Friday, July 13, 2012
This was finally the week that W got his dyslexia testing. We drove up to the Bronx, met with the neurophysiologist, and started the 4+ hours of testing. W sat in a small air-conditioned room with the tester while I watched through a 2-way mirror and filled out a ton of forms. He did all kinds of tests: spelling, listening, blocks, writing, word sounds, logic, patterns, etc. He got a few 5-minute breaks and about 45 minutes for lunch (which they generously bought for us). When he was done, he was given $54 cash, which he was thrilled with.
The neurologist told us she has to sit with the tester and go over all tests. It could take a while. The next step would be to take part in a brain wave scan as part of a dyslexia study. We already met the EEG guy who went over what it is he does and what W would do if he's eligible for the study. It's basically just performing a bunch of tasks and computer activities to see which parts of the brain is used while wearing something that resembles a shower cap that they attach dozens of wires to. The only kids eligible for the brain wave study are dyslexics. The neurologist said she won't have a full diagnosis for a week or 2, but just by a quick once-over of W's responses, she thinks he's a candidate. And the next day the EEG guy called me to schedule an appointment.

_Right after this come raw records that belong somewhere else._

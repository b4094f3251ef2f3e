use nearbuy_core::error::Result;
use nearbuy_core::models::{AnnotatedProduct, Product};
use nearbuy_core::ports::CatalogSource;
use nearbuy_geo::{annotate, Origin};

use crate::filter::apply_filters;
use crate::models::{
    BrowseRequest, BrowseResult, BrowseScope, FilterCriteria, FilterExplanation,
};
use crate::sort::rank;

/// Filter and order an annotated product list
///
/// Pure function of (products, criteria): the input is never modified, and
/// repeated application with the same criteria is a no-op on its own output.
pub fn filter_and_rank(
    products: &[AnnotatedProduct],
    criteria: &FilterCriteria,
) -> Vec<AnnotatedProduct> {
    filter_and_rank_explained(products, criteria).0
}

/// As [`filter_and_rank`], also returning per-stage counts
pub fn filter_and_rank_explained(
    products: &[AnnotatedProduct],
    criteria: &FilterCriteria,
) -> (Vec<AnnotatedProduct>, FilterExplanation) {
    let (filtered, stages) = apply_filters(products, criteria);
    let ranked = rank(filtered, criteria.sort_mode);
    (ranked, FilterExplanation { stages, sort_mode: criteria.sort_mode })
}

/// The single entry point behind every product grid
///
/// Annotates distances from the shopper's resolved position (or the fallback
/// when none is available), then filters and orders.
pub fn display_products(
    products: &[Product],
    origin: Option<Origin>,
    criteria: &FilterCriteria,
) -> Vec<AnnotatedProduct> {
    let annotated = annotate(products, origin);
    filter_and_rank(&annotated, criteria)
}

/// Display pipeline orchestrating fetch, annotation, filtering, and ranking
pub struct DisplayPipeline<S>
where
    S: CatalogSource,
{
    source: S,
}

impl<S> DisplayPipeline<S>
where
    S: CatalogSource,
{
    /// Create a new pipeline over a catalog source
    pub fn new(source: S) -> Self {
        Self { source }
    }

    /// Execute one browse request
    ///
    /// The only error source is the catalog fetch; annotation and filtering
    /// are total.
    pub async fn execute(&self, request: &BrowseRequest) -> Result<BrowseResult> {
        let snapshot = match &request.scope {
            BrowseScope::Category(name) => self.source.products_in_category(name).await?,
            BrowseScope::Vendor(query) => self.source.products_for_vendor(query).await?,
        };

        let total_fetched = snapshot.products.len();
        tracing::debug!(total_fetched, "catalog snapshot fetched");

        let annotated = annotate(&snapshot.products, request.origin);
        let (products, explanation) = filter_and_rank_explained(&annotated, &request.criteria);

        Ok(BrowseResult {
            products,
            total_fetched,
            fetched_at: snapshot.fetched_at,
            explanation: request.explain.then_some(explanation),
        })
    }
}

#[cfg(test)]
mod tests {
    use super::*;
    use crate::models::SortMode;
    use async_trait::async_trait;
    use nearbuy_core::models::{CatalogSnapshot, VendorQuery};

    struct FixedCatalog {
        products: Vec<Product>,
    }

    #[async_trait]
    impl CatalogSource for FixedCatalog {
        async fn products_in_category(&self, category: &str) -> Result<CatalogSnapshot> {
            let products = self
                .products
                .iter()
                .filter(|p| p.category.as_deref() == Some(category))
                .cloned()
                .collect();
            Ok(CatalogSnapshot::new(products))
        }

        async fn products_for_vendor(&self, query: &VendorQuery) -> Result<CatalogSnapshot> {
            let products = self
                .products
                .iter()
                .filter(|p| match &query.vendor {
                    Some(vendor) => p.vendor.as_deref() == Some(vendor.as_str()),
                    None => true,
                })
                .cloned()
                .collect();
            Ok(CatalogSnapshot::new(products))
        }
    }

    fn sample_products() -> Vec<Product> {
        vec![
            Product::new("1", "A", 100.0)
                .with_vendor("X")
                .with_category("groceries")
                .with_location(0.0, 0.0),
            Product::new("2", "B", 50.0)
                .with_vendor("Y")
                .with_category("groceries")
                .with_location(0.0, 1.0),
        ]
    }

    #[test]
    fn test_price_asc_orders_b_before_a() {
        let origin = Origin::new(0.0, 0.0).unwrap();
        let criteria = FilterCriteria::new().with_sort_mode(SortMode::PriceAsc);

        let result = display_products(&sample_products(), Some(origin), &criteria);

        let names: Vec<&str> = result.iter().map(|p| p.product.name.as_str()).collect();
        assert_eq!(names, vec!["B", "A"]);
    }

    #[test]
    fn test_distance_asc_orders_a_before_b() {
        let origin = Origin::new(0.0, 0.0).unwrap();
        let criteria = FilterCriteria::new().with_sort_mode(SortMode::DistanceAsc);

        let result = display_products(&sample_products(), Some(origin), &criteria);

        let names: Vec<&str> = result.iter().map(|p| p.product.name.as_str()).collect();
        assert_eq!(names, vec!["A", "B"]);
        assert_eq!(result[0].distance_km, 0.0);
        // One degree of longitude at the equator
        assert!((result[1].distance_km - 111.2).abs() < 0.1);
    }

    #[test]
    fn test_filter_and_rank_never_mutates_input() {
        let origin = Origin::new(0.0, 0.0).unwrap();
        let annotated = annotate(&sample_products(), Some(origin));
        let before = annotated.clone();

        let criteria = FilterCriteria::new()
            .with_vendor_scope("X")
            .with_sort_mode(SortMode::PriceDesc);
        let _ = filter_and_rank(&annotated, &criteria);

        assert_eq!(annotated, before);
    }

    #[test]
    fn test_filter_and_rank_is_idempotent() {
        let annotated = annotate(&sample_products(), None);
        let criteria = FilterCriteria::new()
            .with_search_query("a")
            .with_sort_mode(SortMode::NameAsc);

        let once = filter_and_rank(&annotated, &criteria);
        let twice = filter_and_rank(&once, &criteria);

        assert_eq!(once, twice);
    }

    #[tokio::test]
    async fn test_pipeline_category_scope() {
        let pipeline = DisplayPipeline::new(FixedCatalog { products: sample_products() });

        let request = BrowseRequest::category("groceries")
            .with_criteria(FilterCriteria::new().with_sort_mode(SortMode::PriceAsc));
        let result = pipeline.execute(&request).await.unwrap();

        assert_eq!(result.total_fetched, 2);
        assert_eq!(result.products.len(), 2);
        assert_eq!(result.products[0].product.name, "B");
        assert!(result.explanation.is_none());
    }

    #[tokio::test]
    async fn test_pipeline_vendor_scope_with_explanation() {
        let pipeline = DisplayPipeline::new(FixedCatalog { products: sample_products() });

        let request = BrowseRequest::vendor(VendorQuery::new().with_vendor("X")).with_explain(true);
        let result = pipeline.execute(&request).await.unwrap();

        assert_eq!(result.total_fetched, 1);
        let explanation = result.explanation.unwrap();
        assert_eq!(explanation.stages.len(), 6);
        assert_eq!(explanation.sort_mode, SortMode::None);
    }

    #[tokio::test]
    async fn test_pipeline_without_origin_uses_fallback() {
        let pipeline = DisplayPipeline::new(FixedCatalog { products: sample_products() });

        let request = BrowseRequest::category("groceries");
        let result = pipeline.execute(&request).await.unwrap();

        for product in &result.products {
            assert_eq!(product.distance_km, 5.0);
            assert_eq!(product.distance_label, "Within 5km");
        }
    }
}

Sigh. I knew since he was 8 that W did in fact have dyslexia. There's a big emotional difference though, between a mom-diagnosis and an actual neurophysiologist diagnosis. I guess I still just held onto the idea that W's reading/spelling/writing issues would just go away one day. When I do get the full report, it is going to be very bittersweet. I mean, I'll be so glad and relieved to finally have it in writing that this is not something I did to him, that there is a name for what he is going through, and that he is entitled to certain accommodations once he's in school. Also, I'll be able to know specifically what the issues are and research the best way to teach him. But on the other hand, I feel like omg, my son has a learning disability and there's nothing anyone can do to cure it.